Saved entries:
===

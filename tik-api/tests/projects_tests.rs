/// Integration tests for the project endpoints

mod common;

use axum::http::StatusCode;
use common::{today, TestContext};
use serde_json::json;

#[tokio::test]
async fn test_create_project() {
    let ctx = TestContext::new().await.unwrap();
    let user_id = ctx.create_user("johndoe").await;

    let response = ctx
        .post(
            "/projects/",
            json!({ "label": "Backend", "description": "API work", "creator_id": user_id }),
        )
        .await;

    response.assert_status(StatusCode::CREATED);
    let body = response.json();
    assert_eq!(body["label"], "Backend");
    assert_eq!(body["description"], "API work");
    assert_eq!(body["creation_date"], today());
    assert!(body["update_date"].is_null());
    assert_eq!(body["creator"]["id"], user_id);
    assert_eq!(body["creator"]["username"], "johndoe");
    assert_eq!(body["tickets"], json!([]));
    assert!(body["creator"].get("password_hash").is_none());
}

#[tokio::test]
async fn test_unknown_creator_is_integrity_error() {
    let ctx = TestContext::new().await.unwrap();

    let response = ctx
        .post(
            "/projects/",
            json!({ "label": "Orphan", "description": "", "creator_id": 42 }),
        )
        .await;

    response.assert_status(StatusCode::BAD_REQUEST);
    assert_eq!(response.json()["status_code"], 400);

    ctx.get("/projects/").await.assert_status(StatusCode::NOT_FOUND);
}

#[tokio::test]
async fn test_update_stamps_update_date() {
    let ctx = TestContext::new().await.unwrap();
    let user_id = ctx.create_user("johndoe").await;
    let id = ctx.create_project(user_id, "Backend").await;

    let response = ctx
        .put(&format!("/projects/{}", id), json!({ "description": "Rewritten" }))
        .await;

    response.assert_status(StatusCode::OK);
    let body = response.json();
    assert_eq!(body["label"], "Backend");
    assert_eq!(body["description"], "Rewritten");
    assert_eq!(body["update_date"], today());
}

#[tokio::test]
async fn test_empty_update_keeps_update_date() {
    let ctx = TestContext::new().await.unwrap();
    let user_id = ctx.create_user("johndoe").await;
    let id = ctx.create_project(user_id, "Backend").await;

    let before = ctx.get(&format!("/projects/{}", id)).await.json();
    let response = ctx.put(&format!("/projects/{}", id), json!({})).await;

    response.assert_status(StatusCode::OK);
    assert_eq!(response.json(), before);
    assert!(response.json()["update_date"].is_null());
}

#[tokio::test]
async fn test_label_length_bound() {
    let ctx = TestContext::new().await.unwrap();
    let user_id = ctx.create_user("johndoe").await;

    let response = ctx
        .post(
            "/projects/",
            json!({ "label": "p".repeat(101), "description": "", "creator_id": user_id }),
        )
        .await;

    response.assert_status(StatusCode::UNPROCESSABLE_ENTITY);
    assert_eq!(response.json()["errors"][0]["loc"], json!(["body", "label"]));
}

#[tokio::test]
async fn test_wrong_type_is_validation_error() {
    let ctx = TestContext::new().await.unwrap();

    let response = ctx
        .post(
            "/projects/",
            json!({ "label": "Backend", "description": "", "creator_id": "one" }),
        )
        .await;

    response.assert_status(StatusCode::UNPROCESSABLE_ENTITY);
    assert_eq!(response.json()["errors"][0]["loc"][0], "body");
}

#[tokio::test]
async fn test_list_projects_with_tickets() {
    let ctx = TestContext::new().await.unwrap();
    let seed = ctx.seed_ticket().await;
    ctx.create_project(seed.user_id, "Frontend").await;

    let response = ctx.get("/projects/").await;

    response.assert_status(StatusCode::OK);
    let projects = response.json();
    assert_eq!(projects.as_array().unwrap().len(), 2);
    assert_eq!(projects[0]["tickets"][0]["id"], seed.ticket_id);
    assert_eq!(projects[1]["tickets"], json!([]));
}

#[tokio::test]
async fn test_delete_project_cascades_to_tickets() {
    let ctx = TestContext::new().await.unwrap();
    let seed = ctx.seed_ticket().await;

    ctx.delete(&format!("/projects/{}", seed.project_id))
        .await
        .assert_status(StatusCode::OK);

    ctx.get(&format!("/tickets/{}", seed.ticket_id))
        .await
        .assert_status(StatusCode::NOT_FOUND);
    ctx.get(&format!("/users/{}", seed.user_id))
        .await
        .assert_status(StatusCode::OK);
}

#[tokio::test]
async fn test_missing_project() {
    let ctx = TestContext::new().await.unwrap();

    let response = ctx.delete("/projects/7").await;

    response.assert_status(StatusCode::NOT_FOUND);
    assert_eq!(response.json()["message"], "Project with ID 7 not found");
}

===

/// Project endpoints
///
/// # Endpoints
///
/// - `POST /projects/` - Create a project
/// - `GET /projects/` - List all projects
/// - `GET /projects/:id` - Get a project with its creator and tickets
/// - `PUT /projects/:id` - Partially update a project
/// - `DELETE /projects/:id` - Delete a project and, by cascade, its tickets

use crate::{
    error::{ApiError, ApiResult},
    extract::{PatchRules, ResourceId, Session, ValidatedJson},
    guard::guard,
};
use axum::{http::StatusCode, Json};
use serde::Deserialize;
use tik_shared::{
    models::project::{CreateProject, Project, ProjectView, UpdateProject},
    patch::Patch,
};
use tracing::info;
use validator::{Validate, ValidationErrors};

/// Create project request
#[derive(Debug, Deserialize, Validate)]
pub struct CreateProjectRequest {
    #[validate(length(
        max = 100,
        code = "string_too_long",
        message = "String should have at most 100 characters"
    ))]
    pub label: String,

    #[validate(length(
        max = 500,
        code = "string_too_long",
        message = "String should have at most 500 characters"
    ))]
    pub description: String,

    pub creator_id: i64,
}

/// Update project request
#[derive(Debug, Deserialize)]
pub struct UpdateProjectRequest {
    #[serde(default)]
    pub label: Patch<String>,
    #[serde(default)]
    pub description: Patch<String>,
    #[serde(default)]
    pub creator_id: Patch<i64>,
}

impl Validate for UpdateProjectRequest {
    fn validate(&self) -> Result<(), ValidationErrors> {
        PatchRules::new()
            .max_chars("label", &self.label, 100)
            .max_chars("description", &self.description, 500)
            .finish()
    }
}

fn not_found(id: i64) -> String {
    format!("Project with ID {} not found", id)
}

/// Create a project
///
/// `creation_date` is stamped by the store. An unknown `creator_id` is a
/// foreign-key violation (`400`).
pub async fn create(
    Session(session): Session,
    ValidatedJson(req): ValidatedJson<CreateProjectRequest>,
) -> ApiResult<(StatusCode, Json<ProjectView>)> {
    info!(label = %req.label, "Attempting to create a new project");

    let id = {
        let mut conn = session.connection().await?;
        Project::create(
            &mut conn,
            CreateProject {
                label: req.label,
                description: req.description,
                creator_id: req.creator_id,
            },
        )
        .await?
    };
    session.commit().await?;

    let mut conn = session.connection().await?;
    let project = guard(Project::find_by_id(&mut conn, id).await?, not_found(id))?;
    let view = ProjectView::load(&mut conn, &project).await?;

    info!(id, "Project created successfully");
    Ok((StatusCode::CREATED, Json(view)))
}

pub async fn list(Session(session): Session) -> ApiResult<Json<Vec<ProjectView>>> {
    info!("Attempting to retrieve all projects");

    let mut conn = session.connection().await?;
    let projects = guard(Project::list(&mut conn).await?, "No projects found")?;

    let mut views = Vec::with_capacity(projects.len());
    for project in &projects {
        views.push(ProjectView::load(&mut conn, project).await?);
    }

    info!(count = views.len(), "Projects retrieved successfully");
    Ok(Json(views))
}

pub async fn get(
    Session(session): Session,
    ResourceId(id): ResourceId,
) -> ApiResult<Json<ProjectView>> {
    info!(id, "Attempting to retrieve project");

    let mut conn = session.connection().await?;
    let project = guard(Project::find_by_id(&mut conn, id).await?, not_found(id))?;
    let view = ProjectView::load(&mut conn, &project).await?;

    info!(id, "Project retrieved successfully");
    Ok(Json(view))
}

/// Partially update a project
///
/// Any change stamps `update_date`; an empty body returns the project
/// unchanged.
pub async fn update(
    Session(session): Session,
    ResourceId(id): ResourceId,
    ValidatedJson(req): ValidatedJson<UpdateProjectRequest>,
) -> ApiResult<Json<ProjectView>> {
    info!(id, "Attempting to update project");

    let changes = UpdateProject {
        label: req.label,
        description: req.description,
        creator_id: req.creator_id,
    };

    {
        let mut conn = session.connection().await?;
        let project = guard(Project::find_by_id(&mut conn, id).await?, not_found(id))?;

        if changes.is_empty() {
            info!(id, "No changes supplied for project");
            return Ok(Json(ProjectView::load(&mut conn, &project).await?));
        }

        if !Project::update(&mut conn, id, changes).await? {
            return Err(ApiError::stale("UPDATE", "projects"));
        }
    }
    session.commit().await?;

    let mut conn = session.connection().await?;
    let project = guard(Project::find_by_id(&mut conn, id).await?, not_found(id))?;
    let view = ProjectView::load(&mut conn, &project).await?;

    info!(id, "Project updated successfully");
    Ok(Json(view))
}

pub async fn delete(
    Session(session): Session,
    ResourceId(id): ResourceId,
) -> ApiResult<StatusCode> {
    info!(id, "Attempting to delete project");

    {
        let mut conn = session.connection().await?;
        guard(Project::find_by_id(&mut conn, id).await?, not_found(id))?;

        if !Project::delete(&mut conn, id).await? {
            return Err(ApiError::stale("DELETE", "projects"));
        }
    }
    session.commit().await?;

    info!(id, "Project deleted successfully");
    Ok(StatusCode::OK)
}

===

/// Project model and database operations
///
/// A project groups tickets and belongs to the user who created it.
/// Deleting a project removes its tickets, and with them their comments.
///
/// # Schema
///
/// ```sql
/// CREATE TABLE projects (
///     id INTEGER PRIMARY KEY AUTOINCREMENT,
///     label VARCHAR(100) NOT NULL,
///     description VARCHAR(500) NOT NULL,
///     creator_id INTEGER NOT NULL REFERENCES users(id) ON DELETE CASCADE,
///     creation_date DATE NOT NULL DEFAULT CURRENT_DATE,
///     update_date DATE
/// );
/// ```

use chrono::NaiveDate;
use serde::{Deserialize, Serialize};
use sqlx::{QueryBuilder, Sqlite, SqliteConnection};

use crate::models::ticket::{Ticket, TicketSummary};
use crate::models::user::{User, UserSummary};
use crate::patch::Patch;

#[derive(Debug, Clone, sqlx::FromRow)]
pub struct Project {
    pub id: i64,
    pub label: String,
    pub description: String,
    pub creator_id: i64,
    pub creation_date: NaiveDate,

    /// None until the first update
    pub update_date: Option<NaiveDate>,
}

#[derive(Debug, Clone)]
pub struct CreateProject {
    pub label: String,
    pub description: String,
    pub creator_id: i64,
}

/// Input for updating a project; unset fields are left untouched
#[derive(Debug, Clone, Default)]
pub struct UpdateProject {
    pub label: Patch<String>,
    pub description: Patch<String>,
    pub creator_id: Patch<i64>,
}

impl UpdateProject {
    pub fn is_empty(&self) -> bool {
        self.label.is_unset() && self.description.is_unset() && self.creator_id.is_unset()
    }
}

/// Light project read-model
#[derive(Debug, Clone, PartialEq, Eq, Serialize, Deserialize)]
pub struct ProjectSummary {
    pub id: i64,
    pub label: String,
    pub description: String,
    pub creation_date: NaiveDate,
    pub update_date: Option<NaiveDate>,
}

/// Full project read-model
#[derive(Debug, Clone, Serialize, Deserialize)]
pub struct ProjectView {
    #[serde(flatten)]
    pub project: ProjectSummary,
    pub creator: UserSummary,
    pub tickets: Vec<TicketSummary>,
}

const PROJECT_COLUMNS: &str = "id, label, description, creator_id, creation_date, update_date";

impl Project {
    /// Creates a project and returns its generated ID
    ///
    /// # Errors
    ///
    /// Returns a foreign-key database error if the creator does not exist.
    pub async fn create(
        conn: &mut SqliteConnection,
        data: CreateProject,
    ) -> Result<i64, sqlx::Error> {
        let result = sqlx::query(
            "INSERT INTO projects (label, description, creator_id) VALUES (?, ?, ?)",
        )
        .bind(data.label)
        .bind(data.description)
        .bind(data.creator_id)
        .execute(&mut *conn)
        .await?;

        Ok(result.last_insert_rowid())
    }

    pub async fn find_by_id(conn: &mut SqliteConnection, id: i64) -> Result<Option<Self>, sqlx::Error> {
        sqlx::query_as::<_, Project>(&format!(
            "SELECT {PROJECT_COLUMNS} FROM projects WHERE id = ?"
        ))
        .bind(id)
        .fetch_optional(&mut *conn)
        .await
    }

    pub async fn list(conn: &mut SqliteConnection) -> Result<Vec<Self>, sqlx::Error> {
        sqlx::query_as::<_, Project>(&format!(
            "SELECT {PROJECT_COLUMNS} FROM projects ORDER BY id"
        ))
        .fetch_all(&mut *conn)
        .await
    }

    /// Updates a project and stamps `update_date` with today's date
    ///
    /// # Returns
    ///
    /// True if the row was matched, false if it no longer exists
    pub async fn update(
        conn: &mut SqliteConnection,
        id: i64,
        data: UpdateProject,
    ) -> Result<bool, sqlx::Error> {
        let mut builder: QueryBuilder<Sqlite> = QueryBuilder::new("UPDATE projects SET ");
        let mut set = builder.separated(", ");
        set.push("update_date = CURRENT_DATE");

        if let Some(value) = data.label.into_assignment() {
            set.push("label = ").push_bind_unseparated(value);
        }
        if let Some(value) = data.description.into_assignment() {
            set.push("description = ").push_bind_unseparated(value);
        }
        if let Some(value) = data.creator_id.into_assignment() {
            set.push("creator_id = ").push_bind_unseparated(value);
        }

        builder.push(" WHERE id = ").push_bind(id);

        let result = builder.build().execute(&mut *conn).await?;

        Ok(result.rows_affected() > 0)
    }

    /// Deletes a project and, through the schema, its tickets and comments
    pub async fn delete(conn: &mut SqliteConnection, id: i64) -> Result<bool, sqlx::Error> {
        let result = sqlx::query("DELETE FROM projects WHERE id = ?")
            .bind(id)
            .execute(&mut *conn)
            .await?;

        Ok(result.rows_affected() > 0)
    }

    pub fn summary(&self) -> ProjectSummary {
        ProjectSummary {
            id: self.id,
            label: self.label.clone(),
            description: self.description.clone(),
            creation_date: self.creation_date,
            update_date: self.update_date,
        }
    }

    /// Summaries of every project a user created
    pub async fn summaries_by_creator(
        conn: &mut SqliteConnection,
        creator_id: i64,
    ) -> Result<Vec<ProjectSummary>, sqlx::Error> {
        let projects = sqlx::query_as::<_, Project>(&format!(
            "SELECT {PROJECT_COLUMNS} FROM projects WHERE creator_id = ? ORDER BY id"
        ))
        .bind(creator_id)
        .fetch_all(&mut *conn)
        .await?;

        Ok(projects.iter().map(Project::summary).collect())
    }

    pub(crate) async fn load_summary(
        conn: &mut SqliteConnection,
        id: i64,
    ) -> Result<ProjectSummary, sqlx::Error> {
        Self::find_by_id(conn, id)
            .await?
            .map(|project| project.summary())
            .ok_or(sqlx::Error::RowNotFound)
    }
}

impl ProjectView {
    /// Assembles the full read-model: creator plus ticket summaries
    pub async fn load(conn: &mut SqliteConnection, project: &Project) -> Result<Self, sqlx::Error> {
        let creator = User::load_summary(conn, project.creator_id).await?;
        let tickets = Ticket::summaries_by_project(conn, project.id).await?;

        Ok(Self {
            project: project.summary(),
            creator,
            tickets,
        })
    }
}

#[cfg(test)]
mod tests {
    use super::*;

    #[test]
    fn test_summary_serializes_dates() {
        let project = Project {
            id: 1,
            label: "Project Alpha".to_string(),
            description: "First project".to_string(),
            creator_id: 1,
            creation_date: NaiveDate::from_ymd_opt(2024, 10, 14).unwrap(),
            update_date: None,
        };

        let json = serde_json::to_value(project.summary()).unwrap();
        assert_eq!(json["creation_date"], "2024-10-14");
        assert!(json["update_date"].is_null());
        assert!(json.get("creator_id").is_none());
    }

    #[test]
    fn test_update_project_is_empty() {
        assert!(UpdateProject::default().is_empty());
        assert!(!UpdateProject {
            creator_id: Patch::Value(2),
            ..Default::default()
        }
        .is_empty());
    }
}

===

### Required action:
Would you output, from the records above, exactly the run of lines that starts at the line containing "filename tik-api/tests/projects_tests.rs" and ends at the line containing "async fn test_create_project()", and only that run?

### Output:
filename tik-api/tests/projects_tests.rs
/// Integration tests for the project endpoints

mod common;

use axum::http::StatusCode;
use common::{today, TestContext};
use serde_json::json;

#[tokio::test]
async fn test_create_project() {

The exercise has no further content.